### What the task asks:
Only the lines from the top of the following listing through the line with "if wanted != actual" belong in your answer, exactly as written.

### Records supplied:
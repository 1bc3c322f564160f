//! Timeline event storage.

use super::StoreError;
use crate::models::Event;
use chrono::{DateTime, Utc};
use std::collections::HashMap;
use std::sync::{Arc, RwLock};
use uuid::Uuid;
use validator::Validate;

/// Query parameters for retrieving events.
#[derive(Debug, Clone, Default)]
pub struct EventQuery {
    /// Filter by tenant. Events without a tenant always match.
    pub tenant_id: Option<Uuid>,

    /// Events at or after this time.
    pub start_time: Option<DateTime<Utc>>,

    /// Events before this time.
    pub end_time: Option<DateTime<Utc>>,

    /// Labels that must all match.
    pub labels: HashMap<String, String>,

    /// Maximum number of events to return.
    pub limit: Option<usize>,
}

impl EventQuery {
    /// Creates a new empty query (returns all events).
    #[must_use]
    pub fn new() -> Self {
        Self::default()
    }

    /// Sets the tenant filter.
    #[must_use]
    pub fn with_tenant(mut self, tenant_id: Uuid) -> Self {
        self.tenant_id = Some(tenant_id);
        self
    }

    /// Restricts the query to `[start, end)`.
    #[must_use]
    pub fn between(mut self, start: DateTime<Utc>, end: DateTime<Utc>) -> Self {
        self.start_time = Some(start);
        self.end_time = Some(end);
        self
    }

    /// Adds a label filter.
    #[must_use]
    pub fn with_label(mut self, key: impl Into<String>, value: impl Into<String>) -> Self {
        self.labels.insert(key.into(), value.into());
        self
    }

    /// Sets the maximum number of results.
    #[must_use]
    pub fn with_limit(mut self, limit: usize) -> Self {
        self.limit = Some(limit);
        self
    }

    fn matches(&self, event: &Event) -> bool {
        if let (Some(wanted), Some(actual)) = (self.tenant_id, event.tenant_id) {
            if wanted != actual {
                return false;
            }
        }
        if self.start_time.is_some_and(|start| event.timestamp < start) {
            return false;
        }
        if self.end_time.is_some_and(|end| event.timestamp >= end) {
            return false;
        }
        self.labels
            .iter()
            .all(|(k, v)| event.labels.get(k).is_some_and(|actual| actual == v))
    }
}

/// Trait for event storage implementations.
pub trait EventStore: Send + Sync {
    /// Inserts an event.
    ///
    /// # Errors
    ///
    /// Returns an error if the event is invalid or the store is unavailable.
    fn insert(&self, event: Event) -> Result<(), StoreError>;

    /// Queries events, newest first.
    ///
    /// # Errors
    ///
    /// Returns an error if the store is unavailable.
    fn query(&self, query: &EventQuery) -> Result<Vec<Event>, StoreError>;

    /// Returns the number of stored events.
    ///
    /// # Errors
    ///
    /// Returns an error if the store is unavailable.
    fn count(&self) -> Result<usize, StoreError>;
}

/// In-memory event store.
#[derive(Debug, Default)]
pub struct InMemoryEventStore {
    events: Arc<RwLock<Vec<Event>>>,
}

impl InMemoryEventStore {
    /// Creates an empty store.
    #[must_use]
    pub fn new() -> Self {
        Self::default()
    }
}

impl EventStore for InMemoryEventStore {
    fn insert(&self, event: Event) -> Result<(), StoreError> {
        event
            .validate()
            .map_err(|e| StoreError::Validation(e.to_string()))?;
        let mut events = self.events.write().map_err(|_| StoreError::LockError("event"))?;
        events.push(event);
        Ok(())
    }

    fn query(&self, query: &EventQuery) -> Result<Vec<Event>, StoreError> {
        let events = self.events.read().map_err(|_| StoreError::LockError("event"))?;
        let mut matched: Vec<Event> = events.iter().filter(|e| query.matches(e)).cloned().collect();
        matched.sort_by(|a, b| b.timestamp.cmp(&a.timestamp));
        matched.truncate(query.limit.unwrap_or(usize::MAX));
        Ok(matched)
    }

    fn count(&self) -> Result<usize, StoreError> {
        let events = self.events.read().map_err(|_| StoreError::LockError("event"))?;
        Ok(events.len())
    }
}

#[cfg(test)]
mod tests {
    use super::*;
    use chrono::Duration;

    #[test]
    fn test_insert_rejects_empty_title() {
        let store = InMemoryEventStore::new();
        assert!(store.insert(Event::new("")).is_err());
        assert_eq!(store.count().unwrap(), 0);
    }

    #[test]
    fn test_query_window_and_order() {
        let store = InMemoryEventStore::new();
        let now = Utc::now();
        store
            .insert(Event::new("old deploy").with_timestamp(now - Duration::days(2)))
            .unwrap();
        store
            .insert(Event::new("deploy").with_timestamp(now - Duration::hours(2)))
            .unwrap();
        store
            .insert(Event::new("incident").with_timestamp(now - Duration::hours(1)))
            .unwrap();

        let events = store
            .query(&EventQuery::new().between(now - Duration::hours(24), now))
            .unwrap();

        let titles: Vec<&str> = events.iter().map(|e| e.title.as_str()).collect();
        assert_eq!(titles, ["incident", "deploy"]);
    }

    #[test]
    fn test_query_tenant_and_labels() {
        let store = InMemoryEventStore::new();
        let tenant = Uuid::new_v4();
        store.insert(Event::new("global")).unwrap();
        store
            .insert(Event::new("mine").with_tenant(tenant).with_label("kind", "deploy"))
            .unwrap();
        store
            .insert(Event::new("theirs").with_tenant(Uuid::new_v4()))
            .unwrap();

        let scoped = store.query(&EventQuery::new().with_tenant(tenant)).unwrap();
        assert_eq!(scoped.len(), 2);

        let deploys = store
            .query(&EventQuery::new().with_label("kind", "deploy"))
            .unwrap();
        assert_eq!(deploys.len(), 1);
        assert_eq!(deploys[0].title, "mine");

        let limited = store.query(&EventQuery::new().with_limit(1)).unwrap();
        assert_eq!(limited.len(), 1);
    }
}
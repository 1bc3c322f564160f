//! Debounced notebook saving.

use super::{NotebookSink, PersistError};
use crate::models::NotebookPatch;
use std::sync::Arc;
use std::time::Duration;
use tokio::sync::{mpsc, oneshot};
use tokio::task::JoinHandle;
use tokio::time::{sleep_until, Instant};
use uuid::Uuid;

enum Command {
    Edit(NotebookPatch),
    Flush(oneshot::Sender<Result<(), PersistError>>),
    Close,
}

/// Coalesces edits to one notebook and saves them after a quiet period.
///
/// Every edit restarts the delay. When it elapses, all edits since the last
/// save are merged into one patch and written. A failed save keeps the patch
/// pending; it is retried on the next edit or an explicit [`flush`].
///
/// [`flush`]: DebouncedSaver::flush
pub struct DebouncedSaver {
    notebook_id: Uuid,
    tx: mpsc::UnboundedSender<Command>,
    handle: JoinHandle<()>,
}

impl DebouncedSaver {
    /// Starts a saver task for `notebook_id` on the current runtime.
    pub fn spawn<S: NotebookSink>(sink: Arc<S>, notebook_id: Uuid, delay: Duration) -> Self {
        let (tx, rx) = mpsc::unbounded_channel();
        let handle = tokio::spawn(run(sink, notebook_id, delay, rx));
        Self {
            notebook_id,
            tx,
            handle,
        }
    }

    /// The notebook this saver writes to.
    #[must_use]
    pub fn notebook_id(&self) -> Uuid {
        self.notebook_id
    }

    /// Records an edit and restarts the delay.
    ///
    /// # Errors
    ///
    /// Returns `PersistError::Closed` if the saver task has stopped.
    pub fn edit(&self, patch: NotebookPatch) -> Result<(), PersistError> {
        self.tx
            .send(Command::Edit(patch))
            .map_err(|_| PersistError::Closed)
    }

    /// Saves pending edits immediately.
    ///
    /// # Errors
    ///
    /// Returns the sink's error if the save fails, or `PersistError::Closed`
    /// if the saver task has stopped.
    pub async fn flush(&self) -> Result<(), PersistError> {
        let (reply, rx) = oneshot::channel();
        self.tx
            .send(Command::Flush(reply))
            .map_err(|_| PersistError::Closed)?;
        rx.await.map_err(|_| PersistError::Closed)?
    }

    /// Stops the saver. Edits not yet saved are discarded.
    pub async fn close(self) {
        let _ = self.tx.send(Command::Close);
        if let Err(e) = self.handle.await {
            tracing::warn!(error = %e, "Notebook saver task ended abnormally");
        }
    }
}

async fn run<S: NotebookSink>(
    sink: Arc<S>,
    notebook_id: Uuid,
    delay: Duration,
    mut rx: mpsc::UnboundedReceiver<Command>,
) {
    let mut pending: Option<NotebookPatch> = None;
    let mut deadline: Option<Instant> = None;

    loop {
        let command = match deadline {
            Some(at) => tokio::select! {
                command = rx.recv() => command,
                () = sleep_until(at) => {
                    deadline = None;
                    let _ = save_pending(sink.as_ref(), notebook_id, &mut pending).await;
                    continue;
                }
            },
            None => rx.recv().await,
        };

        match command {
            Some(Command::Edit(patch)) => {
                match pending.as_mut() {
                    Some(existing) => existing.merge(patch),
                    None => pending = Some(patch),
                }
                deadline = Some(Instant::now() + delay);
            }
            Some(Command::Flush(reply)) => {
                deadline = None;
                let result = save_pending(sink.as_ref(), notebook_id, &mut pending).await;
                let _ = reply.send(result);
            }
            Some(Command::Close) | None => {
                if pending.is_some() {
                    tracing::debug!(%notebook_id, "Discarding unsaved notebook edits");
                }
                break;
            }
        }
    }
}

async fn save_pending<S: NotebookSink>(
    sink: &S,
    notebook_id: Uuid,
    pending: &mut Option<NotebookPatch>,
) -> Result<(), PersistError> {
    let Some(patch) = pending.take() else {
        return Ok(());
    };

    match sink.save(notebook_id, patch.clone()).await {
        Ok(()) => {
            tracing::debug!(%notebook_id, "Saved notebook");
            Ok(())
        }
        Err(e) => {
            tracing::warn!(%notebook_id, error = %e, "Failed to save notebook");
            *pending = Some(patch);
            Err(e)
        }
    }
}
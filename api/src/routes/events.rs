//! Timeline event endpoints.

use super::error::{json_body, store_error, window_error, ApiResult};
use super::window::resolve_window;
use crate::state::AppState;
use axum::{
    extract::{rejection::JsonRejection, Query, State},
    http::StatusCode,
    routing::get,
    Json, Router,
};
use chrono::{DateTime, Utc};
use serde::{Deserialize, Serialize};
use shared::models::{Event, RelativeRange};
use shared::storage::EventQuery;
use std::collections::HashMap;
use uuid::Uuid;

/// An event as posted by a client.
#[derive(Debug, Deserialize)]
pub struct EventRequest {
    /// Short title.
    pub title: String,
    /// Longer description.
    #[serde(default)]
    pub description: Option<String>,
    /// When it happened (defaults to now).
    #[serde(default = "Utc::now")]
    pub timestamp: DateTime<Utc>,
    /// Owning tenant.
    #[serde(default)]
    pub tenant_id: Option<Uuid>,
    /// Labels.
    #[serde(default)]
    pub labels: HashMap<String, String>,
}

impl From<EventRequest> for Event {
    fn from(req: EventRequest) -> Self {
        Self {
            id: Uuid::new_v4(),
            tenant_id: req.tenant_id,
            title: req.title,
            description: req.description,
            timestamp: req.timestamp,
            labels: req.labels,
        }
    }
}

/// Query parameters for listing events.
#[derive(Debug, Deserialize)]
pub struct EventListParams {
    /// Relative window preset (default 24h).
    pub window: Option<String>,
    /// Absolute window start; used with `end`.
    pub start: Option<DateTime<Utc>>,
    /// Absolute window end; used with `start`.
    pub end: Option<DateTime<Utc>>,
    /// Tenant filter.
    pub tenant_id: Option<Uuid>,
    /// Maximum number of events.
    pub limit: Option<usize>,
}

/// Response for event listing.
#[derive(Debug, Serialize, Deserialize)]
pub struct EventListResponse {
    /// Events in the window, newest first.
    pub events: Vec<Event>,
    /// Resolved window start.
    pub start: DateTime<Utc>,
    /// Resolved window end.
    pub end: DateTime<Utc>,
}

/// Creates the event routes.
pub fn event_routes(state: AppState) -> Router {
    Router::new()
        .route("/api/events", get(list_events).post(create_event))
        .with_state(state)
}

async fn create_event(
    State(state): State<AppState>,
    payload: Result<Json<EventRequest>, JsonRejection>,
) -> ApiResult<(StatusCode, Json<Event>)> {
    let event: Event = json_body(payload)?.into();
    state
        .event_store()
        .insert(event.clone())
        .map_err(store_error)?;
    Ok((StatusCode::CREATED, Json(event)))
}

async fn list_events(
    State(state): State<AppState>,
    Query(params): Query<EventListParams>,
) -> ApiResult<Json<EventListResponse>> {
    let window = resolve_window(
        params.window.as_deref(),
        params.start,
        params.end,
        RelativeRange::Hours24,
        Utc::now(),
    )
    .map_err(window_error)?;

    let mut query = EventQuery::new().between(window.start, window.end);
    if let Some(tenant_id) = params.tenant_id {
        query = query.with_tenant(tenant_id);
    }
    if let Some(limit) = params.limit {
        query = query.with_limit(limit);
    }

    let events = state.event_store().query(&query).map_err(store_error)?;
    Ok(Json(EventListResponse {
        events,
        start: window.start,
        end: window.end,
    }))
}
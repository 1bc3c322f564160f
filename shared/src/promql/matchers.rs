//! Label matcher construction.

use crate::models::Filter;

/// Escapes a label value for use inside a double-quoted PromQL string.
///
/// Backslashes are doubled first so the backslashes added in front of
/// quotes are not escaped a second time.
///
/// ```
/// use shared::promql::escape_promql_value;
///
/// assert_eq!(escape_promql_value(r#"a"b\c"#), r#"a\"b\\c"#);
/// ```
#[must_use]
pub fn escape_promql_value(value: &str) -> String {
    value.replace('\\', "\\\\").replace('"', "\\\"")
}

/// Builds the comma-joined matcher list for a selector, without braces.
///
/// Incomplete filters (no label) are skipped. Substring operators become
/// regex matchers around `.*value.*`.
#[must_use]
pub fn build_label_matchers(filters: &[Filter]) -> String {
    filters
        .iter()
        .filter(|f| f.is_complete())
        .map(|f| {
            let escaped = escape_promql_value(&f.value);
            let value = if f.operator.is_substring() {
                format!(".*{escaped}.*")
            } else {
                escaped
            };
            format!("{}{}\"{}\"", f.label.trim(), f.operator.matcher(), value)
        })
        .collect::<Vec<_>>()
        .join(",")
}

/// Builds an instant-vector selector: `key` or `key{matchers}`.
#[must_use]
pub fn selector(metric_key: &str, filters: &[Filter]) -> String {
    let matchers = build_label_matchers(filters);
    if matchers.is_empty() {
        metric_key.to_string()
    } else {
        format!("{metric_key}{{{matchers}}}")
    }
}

### Worked solution:
repository 1bc3c322f564160f
//! Timeline event storage.

use super::StoreError;
use crate::models::Event;
use chrono::{DateTime, Utc};
use std::collections::HashMap;
use std::sync::{Arc, RwLock};
use uuid::Uuid;
use validator::Validate;

/// Query parameters for retrieving events.
#[derive(Debug, Clone, Default)]
pub struct EventQuery {
    /// Filter by tenant. Events without a tenant always match.
    pub tenant_id: Option<Uuid>,

    /// Events at or after this time.
    pub start_time: Option<DateTime<Utc>>,

    /// Events before this time.
    pub end_time: Option<DateTime<Utc>>,

    /// Labels that must all match.
    pub labels: HashMap<String, String>,

    /// Maximum number of events to return.
    pub limit: Option<usize>,
}

impl EventQuery {
    /// Creates a new empty query (returns all events).
    #[must_use]
    pub fn new() -> Self {
        Self::default()
    }

    /// Sets the tenant filter.
    #[must_use]
    pub fn with_tenant(mut self, tenant_id: Uuid) -> Self {
        self.tenant_id = Some(tenant_id);
        self
    }

    /// Restricts the query to `[start, end)`.
    #[must_use]
    pub fn between(mut self, start: DateTime<Utc>, end: DateTime<Utc>) -> Self {
        self.start_time = Some(start);
        self.end_time = Some(end);
        self
    }

    /// Adds a label filter.
    #[must_use]
    pub fn with_label(mut self, key: impl Into<String>, value: impl Into<String>) -> Self {
        self.labels.insert(key.into(), value.into());
        self
    }

    /// Sets the maximum number of results.
    #[must_use]
    pub fn with_limit(mut self, limit: usize) -> Self {
        self.limit = Some(limit);
        self
    }

    fn matches(&self, event: &Event) -> bool {
        if let (Some(wanted), Some(actual)) = (self.tenant_id, event.tenant_id) {
            if wanted != actual {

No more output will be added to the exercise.